[Saved entries]
-- Opening Marker --
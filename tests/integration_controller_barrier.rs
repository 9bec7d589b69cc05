//! Completion-barrier semantics: zero-worker refusal, discovery
//! counts, the all-or-nothing timeout, and late-report handling.

use std::sync::Arc;
use std::time::Duration;

use bus_bench::bus::{Command, LocalBus, MessageBus, Role, Target, WorkerReport, CALL_TIMEOUT};
use bus_bench::cli::Executor;
use bus_bench::controller::Controller;
use bus_bench::error::Error;
use bus_bench::minion::{RpcClientMinion, RpcServerMinion};
use bus_bench::stats::SummaryStat;

fn loopback() -> Arc<dyn MessageBus> {
    Arc::new(LocalBus::new())
}

/// Register a minion that answers discovery pings as an RPC client but
/// never runs a test loop, so dispatched runs are left hanging.
async fn spawn_silent_rpc_client(bus: Arc<dyn MessageBus>, topic: &str, name: &str) {
    let endpoint_target = Target::server(format!("client-{}", topic), name);
    let controller = Target::topic(format!("controller-{}", topic));
    let worker = name.to_string();
    let mut endpoint = bus.serve(&endpoint_target).await.unwrap();
    tokio::spawn(async move {
        while let Some(inbound) = endpoint.recv().await {
            if matches!(inbound.command, Command::Ping) {
                let pong = Command::Pong {
                    role: Role::RpcClient,
                    worker: worker.clone(),
                };
                let _ = bus.call(&controller, pong, CALL_TIMEOUT).await;
            }
        }
    });
}

#[tokio::test]
async fn zero_workers_never_dispatches() {
    let bus = loopback();
    let controller = Controller::connect(bus, "barrier-empty", None).await.unwrap();

    let outcome = controller.run_call_test(10, 64, false).await;
    assert!(matches!(
        outcome,
        Err(Error::NoWorkersVisible {
            role: Role::RpcClient
        })
    ));

    let outcome = controller.run_notify_test(1, 8, bus_bench::Severity::Debug, false).await;
    assert!(matches!(
        outcome,
        Err(Error::NoWorkersVisible {
            role: Role::Notifier
        })
    ));
}

#[tokio::test]
async fn discovery_counts_roles_regardless_of_reply_order() {
    let bus = loopback();
    for _ in 0..5 {
        let client = RpcClientMinion::start(bus.clone(), "barrier-census").await.unwrap();
        tokio::spawn(client.run());
    }
    for _ in 0..2 {
        let server = RpcServerMinion::start(bus.clone(), "barrier-census", Executor::Serial)
            .await
            .unwrap();
        tokio::spawn(server.run());
    }

    let controller = Controller::connect(bus, "barrier-census", None).await.unwrap();
    let registry = controller.registry();
    assert_eq!(registry.count(Role::RpcClient), 5);
    assert_eq!(registry.count(Role::RpcServer), 2);
    assert_eq!(registry.count(Role::Notifier), 0);
    assert_eq!(registry.total(), 7);

    // A fresh discovery round resets and recounts.
    let registry = controller.discover().await.unwrap();
    assert_eq!(registry.count(Role::RpcClient), 5);
    assert_eq!(registry.total(), 7);

    controller.shutdown().await.unwrap();
}

#[tokio::test]
async fn missing_reporters_time_the_run_out() {
    let bus = loopback();
    spawn_silent_rpc_client(bus.clone(), "barrier-timeout", "silent-1").await;

    let deadline = Duration::from_millis(300);
    let controller = Controller::connect(bus, "barrier-timeout", Some(deadline))
        .await
        .unwrap();
    assert_eq!(controller.registry().count(Role::RpcClient), 1);

    let outcome = controller.run_call_test(1, 16, false).await;
    match outcome {
        Err(Error::TestTimeout { timeout, .. }) => assert_eq!(timeout, deadline),
        other => panic!("expected timeout, got {:?}", other.map(|r| r.reporters)),
    }
}

#[tokio::test]
async fn late_reports_are_dropped_and_runs_reset() {
    let bus = loopback();
    spawn_silent_rpc_client(bus.clone(), "barrier-late", "silent-2").await;

    let controller = Controller::connect(bus.clone(), "barrier-late", Some(Duration::from_millis(200)))
        .await
        .unwrap();

    let first = controller.run_call_test(1, 16, false).await;
    assert!(matches!(first, Err(Error::TestTimeout { .. })));

    // A report that straggles in after the deadline has no run to join
    // and must not satisfy a later barrier either.
    let mut latency = SummaryStat::new();
    latency.update(1.0);
    let stale = Command::Report(WorkerReport {
        latency,
        throughput: 100.0,
        calls: 1,
        worker: "silent-2".to_string(),
    });
    bus.cast(&Target::topic("controller-barrier-late"), stale)
        .await
        .unwrap();
    tokio::time::sleep(Duration::from_millis(50)).await;

    let second = controller.run_call_test(1, 16, false).await;
    assert!(matches!(second, Err(Error::TestTimeout { .. })));
}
-- Closing Marker --
Working through the data above, find every line holding "outcome" and copy it.

▸ **Exercise output**:
    let outcome = controller.run_call_test(10, 64, false).await;
        outcome,
    let outcome = controller.run_notify_test(1, 8, bus_bench::Severity::Debug, false).await;
        outcome,
    let outcome = controller.run_call_test(1, 16, false).await;
    match outcome {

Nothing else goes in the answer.